▸ Material shown
--------------------------------------------------

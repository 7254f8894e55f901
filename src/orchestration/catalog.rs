// Built-in model catalog and the wiring from config to adapters

use super::arbiter::ResidentModel;
use super::providers::{
    Adapter, ChatProvider, ImageProvider, LocalDiffusion, OllamaChat, OllamaResidency, OpenAiAudio, OpenAiImages,
    OpenRouterChat, SpeechRecognizer, SpeechSynthesizer, Voice,
};
use super::registry::{ProviderDescriptor, ProviderRegistry};
use super::types::{Capability, ContentKind, ResourceClass};
use crate::config::{Backend, Credentials, ModelEntry, TaleforgeConfig};
use anyhow::Context;
use imagent::{StableDiffusionGenerator, StableDiffusionVersion};
use ollama::OllamaClient;
use std::sync::Arc;
use std::time::Duration;

/// Registry plus the residency hooks of its local heavy models
pub struct Catalog {
    pub registry: ProviderRegistry,
    pub residents: Vec<(String, Arc<dyn ResidentModel>)>,
}

impl Backend {
    /// Claim models of this backend make on the accelerator
    pub fn resource_class(&self) -> ResourceClass {
        match self {
            Backend::Ollama | Backend::Diffusion => ResourceClass::GpuHeavy,
            Backend::LocalAudio => ResourceClass::GpuLight,
            Backend::OpenRouter | Backend::OpenAiImages | Backend::OpenAiAudio => ResourceClass::None,
        }
    }
}

/// Models known out of the box
pub fn builtin_models(config: &TaleforgeConfig) -> Vec<ModelEntry> {
    let entry = |id: &str, backend, capability, backing: &str, name: &str| ModelEntry {
        id: id.to_string(),
        backend,
        capability,
        backing: backing.to_string(),
        display_name: Some(name.to_string()),
        structured_output: None,
    };

    vec![
        entry("gpt4o-mini", Backend::OpenRouter, Capability::Chat, "openai/gpt-4o-mini", "GPT-4o mini"),
        entry("gemini-pro", Backend::OpenRouter, Capability::Chat, "google/gemini-pro", "Gemini Pro"),
        entry("claude-3-opus", Backend::OpenRouter, Capability::Chat, "anthropic/claude-3-opus", "Claude 3 Opus"),
        entry(
            "claude-3-sonnet",
            Backend::OpenRouter,
            Capability::Chat,
            "anthropic/claude-3.5-sonnet",
            "Claude 3.5 Sonnet",
        ),
        entry("deepseek-r1", Backend::OpenRouter, Capability::Chat, "deepseek/deepseek-r1:free", "DeepSeek R1"),
        entry("gemma-3", Backend::OpenRouter, Capability::Chat, "google/gemma-3-27b-it:free", "Gemma 3 27B"),
        entry("llama", Backend::Ollama, Capability::Chat, &config.ollama.model, "Llama (local)"),
        entry("dall-e-3", Backend::OpenAiImages, Capability::Image, "dall-e-3", "DALL-E 3"),
        entry(
            "stable-diffusion",
            Backend::Diffusion,
            Capability::Image,
            &config.diffusion.version,
            "Stable Diffusion (local)",
        ),
        entry("tts-1", Backend::OpenAiAudio, Capability::TextToSpeech, "tts-1", "OpenAI TTS"),
        entry(
            "local-tts",
            Backend::LocalAudio,
            Capability::TextToSpeech,
            &config.local_audio.tts_model,
            "Local TTS",
        ),
        entry("whisper-1", Backend::OpenAiAudio, Capability::SpeechToText, "whisper-1", "Whisper"),
        entry(
            "local-whisper",
            Backend::LocalAudio,
            Capability::SpeechToText,
            &config.local_audio.stt_model,
            "Whisper (local)",
        ),
    ]
}

// One shared adapter per configured backend; None when not configured.
#[derive(Default)]
struct Backends {
    openrouter: Option<Arc<OpenRouterChat>>,
    ollama: Option<(OllamaClient, Arc<OllamaChat>)>,
    openai_images: Option<Arc<OpenAiImages>>,
    openai_audio: Option<Arc<OpenAiAudio>>,
    local_audio: Option<Arc<OpenAiAudio>>,
    diffusion: Option<Arc<LocalDiffusion<StableDiffusionGenerator>>>,
}

impl Backends {
    fn from_config(config: &TaleforgeConfig, credentials: &Credentials) -> anyhow::Result<Self> {
        let timeout = Duration::from_millis(config.orchestrator.provider_timeout_ms);
        let mut backends = Backends::default();

        match &credentials.openrouter_api_key {
            Some(key) => {
                let chat = OpenRouterChat::new(key.clone())
                    .with_base_url(config.openrouter.base_url.clone())
                    .with_attribution(config.openrouter.referer.clone(), config.openrouter.title.clone())
                    .with_timeout(timeout)?;
                backends.openrouter = Some(Arc::new(chat));
            }
            None => tracing::warn!("{} not set; remote chat models are unavailable", crate::config::OPENROUTER_KEY_VAR),
        }

        if config.ollama.enabled {
            let client = OllamaClient::with_base_url(config.ollama.host.clone())
                .with_timeout(Duration::from_millis(config.arbiter.inference_timeout_ms))?;
            let chat = OllamaChat::new(client.clone()).with_max_tokens(config.orchestrator.max_tokens);
            backends.ollama = Some((client, Arc::new(chat)));
        }

        match &credentials.openai_api_key {
            Some(key) => {
                let images = OpenAiImages::new(key.clone())
                    .with_base_url(config.openai.base_url.clone())
                    .with_size(config.openai.image_size.clone())
                    .with_timeout(timeout)?;
                let audio = OpenAiAudio::new(key.clone())
                    .with_base_url(config.openai.base_url.clone())
                    .with_timeout(timeout)?;
                backends.openai_images = Some(Arc::new(images));
                backends.openai_audio = Some(Arc::new(audio));
            }
            None => tracing::warn!("{} not set; remote image and audio models are unavailable", crate::config::OPENAI_KEY_VAR),
        }

        if config.local_audio.enabled {
            let voices = config
                .local_audio
                .voices
                .iter()
                .map(|id| Voice::new(id.clone(), id.clone()))
                .collect();
            let audio = OpenAiAudio::local(config.local_audio.base_url.clone()).with_voices(voices);
            backends.local_audio = Some(Arc::new(audio));
        }

        if config.diffusion.enabled {
            let version: StableDiffusionVersion = config
                .diffusion
                .version
                .parse()
                .with_context(|| format!("Unknown Stable Diffusion version '{}'", config.diffusion.version))?;
            let mut generator = StableDiffusionGenerator::new(version, config.diffusion.cpu)
                .context("Failed to initialize Stable Diffusion device")?;
            if let Some(scale) = config.diffusion.guidance_scale {
                generator = generator.with_guidance_scale(scale);
            }
            let diffusion = LocalDiffusion::new(generator).with_max_steps(config.arbiter.max_inference_steps);
            backends.diffusion = Some(Arc::new(diffusion));
        }

        Ok(backends)
    }

    fn chat(&self, backend: Backend) -> Option<Arc<dyn ChatProvider>> {
        match backend {
            Backend::OpenRouter => self.openrouter.clone().map(|c| c as Arc<dyn ChatProvider>),
            Backend::Ollama => self.ollama.as_ref().map(|(_, c)| c.clone() as Arc<dyn ChatProvider>),
            _ => None,
        }
    }

    fn image(&self, backend: Backend) -> Option<Arc<dyn ImageProvider>> {
        match backend {
            Backend::OpenAiImages => self.openai_images.clone().map(|i| i as Arc<dyn ImageProvider>),
            Backend::Diffusion => self.diffusion.clone().map(|d| d as Arc<dyn ImageProvider>),
            _ => None,
        }
    }

    fn audio(&self, backend: Backend) -> Option<Arc<OpenAiAudio>> {
        match backend {
            Backend::OpenAiAudio => self.openai_audio.clone(),
            Backend::LocalAudio => self.local_audio.clone(),
            _ => None,
        }
    }

    fn adapter(&self, entry: &ModelEntry) -> Option<Adapter> {
        match entry.capability {
            Capability::Chat => self.chat(entry.backend).map(Adapter::Chat),
            Capability::Image => self.image(entry.backend).map(Adapter::Image),
            Capability::TextToSpeech => self
                .audio(entry.backend)
                .map(|a| Adapter::Speech(a as Arc<dyn SpeechSynthesizer>)),
            Capability::SpeechToText => self
                .audio(entry.backend)
                .map(|a| Adapter::Transcribe(a as Arc<dyn SpeechRecognizer>)),
        }
    }

    fn resident(&self, entry: &ModelEntry) -> Option<Arc<dyn ResidentModel>> {
        match entry.backend {
            Backend::Ollama => self
                .ollama
                .as_ref()
                .map(|(client, _)| Arc::new(OllamaResidency::new(client.clone(), entry.backing.clone())) as Arc<dyn ResidentModel>),
            Backend::Diffusion => self.diffusion.clone().map(|d| d as Arc<dyn ResidentModel>),
            _ => None,
        }
    }
}

fn descriptor(entry: &ModelEntry) -> ProviderDescriptor {
    let class = entry.backend.resource_class();
    let descriptor = if class == ResourceClass::None {
        ProviderDescriptor::remote(entry.id.clone(), entry.capability, entry.backing.clone())
    } else {
        ProviderDescriptor::local(entry.id.clone(), entry.capability, class, entry.backing.clone())
    };
    let structured = entry
        .structured_output
        .unwrap_or(entry.backend == Backend::OpenRouter);
    descriptor
        .with_display_name(entry.display_name.clone().unwrap_or_else(|| entry.id.clone()))
        .with_structured_output(structured)
}

/// Build the registry from the built-in catalog plus `[[models]]` entries
pub fn build(config: &TaleforgeConfig, credentials: &Credentials) -> anyhow::Result<Catalog> {
    let backends = Backends::from_config(config, credentials)?;
    let mut builder = ProviderRegistry::builder();
    let mut residents = Vec::new();

    let mut entries = builtin_models(config);
    for extra in &config.models {
        match entries.iter_mut().find(|e| e.id == extra.id) {
            Some(existing) => *existing = extra.clone(),
            None => entries.push(extra.clone()),
        }
    }

    for entry in &entries {
        let Some(adapter) = backends.adapter(entry) else {
            tracing::debug!("Skipping {}: {:?} backend not configured", entry.id, entry.backend);
            continue;
        };
        builder
            .register(descriptor(entry), adapter)
            .with_context(|| format!("Invalid catalog entry '{}'", entry.id))?;
        if let Some(hook) = backends.resident(entry) {
            residents.push((entry.id.clone(), hook));
        }
    }

    let defaults = &config.orchestrator;
    builder
        .default_for(ContentKind::Text, defaults.default_text.clone())
        .default_for(ContentKind::Image, defaults.default_image.clone())
        .default_for(ContentKind::SpeechSynthesis, defaults.default_tts.clone())
        .default_for(ContentKind::SpeechRecognition, defaults.default_stt.clone());

    let registry = builder.build();
    tracing::info!("Registered {} models", registry.len());
    Ok(Catalog { registry, residents })
}

#[cfg(test)]
mod tests {
    use super::*;

    fn offline_config() -> TaleforgeConfig {
        let mut config = TaleforgeConfig::default();
        config.ollama.enabled = false;
        config
    }

    #[test]
    fn test_builtin_catalog_ids() {
        let config = TaleforgeConfig::default();
        let models = builtin_models(&config);
        let llama = models.iter().find(|m| m.id == "llama").unwrap();
        assert_eq!(llama.backing, "llama3.2");
        assert_eq!(llama.backend.resource_class(), ResourceClass::GpuHeavy);
        assert!(models.iter().any(|m| m.id == "claude-3-sonnet" && m.backing == "anthropic/claude-3.5-sonnet"));
        assert_eq!(Backend::LocalAudio.resource_class(), ResourceClass::GpuLight);
    }

    #[test]
    fn test_no_credentials_registers_nothing() {
        let catalog = build(&offline_config(), &Credentials::default()).unwrap();
        assert!(catalog.registry.is_empty());
        assert!(catalog.residents.is_empty());
        assert_eq!(catalog.registry.default_for(ContentKind::Text), None);
    }

    #[test]
    fn test_openrouter_key_registers_remote_chat_with_structured_output() {
        let credentials = Credentials {
            openrouter_api_key: Some("sk-or".into()),
            openai_api_key: None,
        };
        let catalog = build(&offline_config(), &credentials).unwrap();
        let registry = &catalog.registry;
        assert_eq!(registry.models(ContentKind::Text).len(), 6);
        assert_eq!(registry.default_for(ContentKind::Text), Some("gpt4o-mini"));
        assert_eq!(registry.default_for(ContentKind::Image), None);

        let gemma = registry.resolve("gemma-3", ContentKind::Text).unwrap();
        assert!(gemma.descriptor.structured_output);
        assert_eq!(gemma.descriptor.backing_identifier, "google/gemma-3-27b-it:free");
    }

    #[test]
    fn test_local_backends_register_with_resource_classes() {
        let mut config = TaleforgeConfig::default();
        config.local_audio.enabled = true;
        let catalog = build(&config, &Credentials::default()).unwrap();
        let registry = &catalog.registry;

        let llama = registry.resolve("llama", ContentKind::Text).unwrap();
        assert_eq!(llama.descriptor.resource_class, ResourceClass::GpuHeavy);
        assert!(!llama.descriptor.structured_output);
        let tts = registry.resolve("local-tts", ContentKind::SpeechSynthesis).unwrap();
        assert_eq!(tts.descriptor.resource_class, ResourceClass::GpuLight);
        assert!(registry.contains("local-whisper", ContentKind::SpeechRecognition));

        let resident: Vec<_> = catalog.residents.iter().map(|(id, _)| id.as_str()).collect();
        assert_eq!(resident, vec!["llama"]);
    }

    #[test]
    fn test_extra_models_extend_and_override() {
        let mut config = offline_config();
        config.models.push(ModelEntry {
            id: "mistral-small".into(),
            backend: Backend::OpenRouter,
            capability: Capability::Chat,
            backing: "mistralai/mistral-small".into(),
            display_name: None,
            structured_output: Some(false),
        });
        config.models.push(ModelEntry {
            id: "gpt4o-mini".into(),
            backend: Backend::OpenRouter,
            capability: Capability::Chat,
            backing: "openai/gpt-4o".into(),
            display_name: None,
            structured_output: None,
        });
        let credentials = Credentials {
            openrouter_api_key: Some("k".into()),
            openai_api_key: None,
        };
        let catalog = build(&config, &credentials).unwrap();
        let mistral = catalog.registry.resolve("mistral-small", ContentKind::Text).unwrap();
        assert!(!mistral.descriptor.structured_output);
        assert_eq!(mistral.descriptor.display_name, "mistral-small");
        let gpt = catalog.registry.resolve("gpt4o-mini", ContentKind::Text).unwrap();
        assert_eq!(gpt.descriptor.backing_identifier, "openai/gpt-4o");
    }
}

--------------------------------------------------

▸ What you are asked to do
The required output is every line above from the one with "residents.push((entry.id.clone(), hook));" down to the one with "let config = TaleforgeConfig::default();", restated word for word, ends included.

▸ Task output
            residents.push((entry.id.clone(), hook));
        }
    }

    let defaults = &config.orchestrator;
    builder
        .default_for(ContentKind::Text, defaults.default_text.clone())
        .default_for(ContentKind::Image, defaults.default_image.clone())
        .default_for(ContentKind::SpeechSynthesis, defaults.default_tts.clone())
        .default_for(ContentKind::SpeechRecognition, defaults.default_stt.clone());

    let registry = builder.build();
    tracing::info!("Registered {} models", registry.len());
    Ok(Catalog { registry, residents })
}

#[cfg(test)]
mod tests {
    use super::*;

    fn offline_config() -> TaleforgeConfig {
        let mut config = TaleforgeConfig::default();
        config.ollama.enabled = false;
        config
    }

    #[test]
    fn test_builtin_catalog_ids() {
        let config = TaleforgeConfig::default();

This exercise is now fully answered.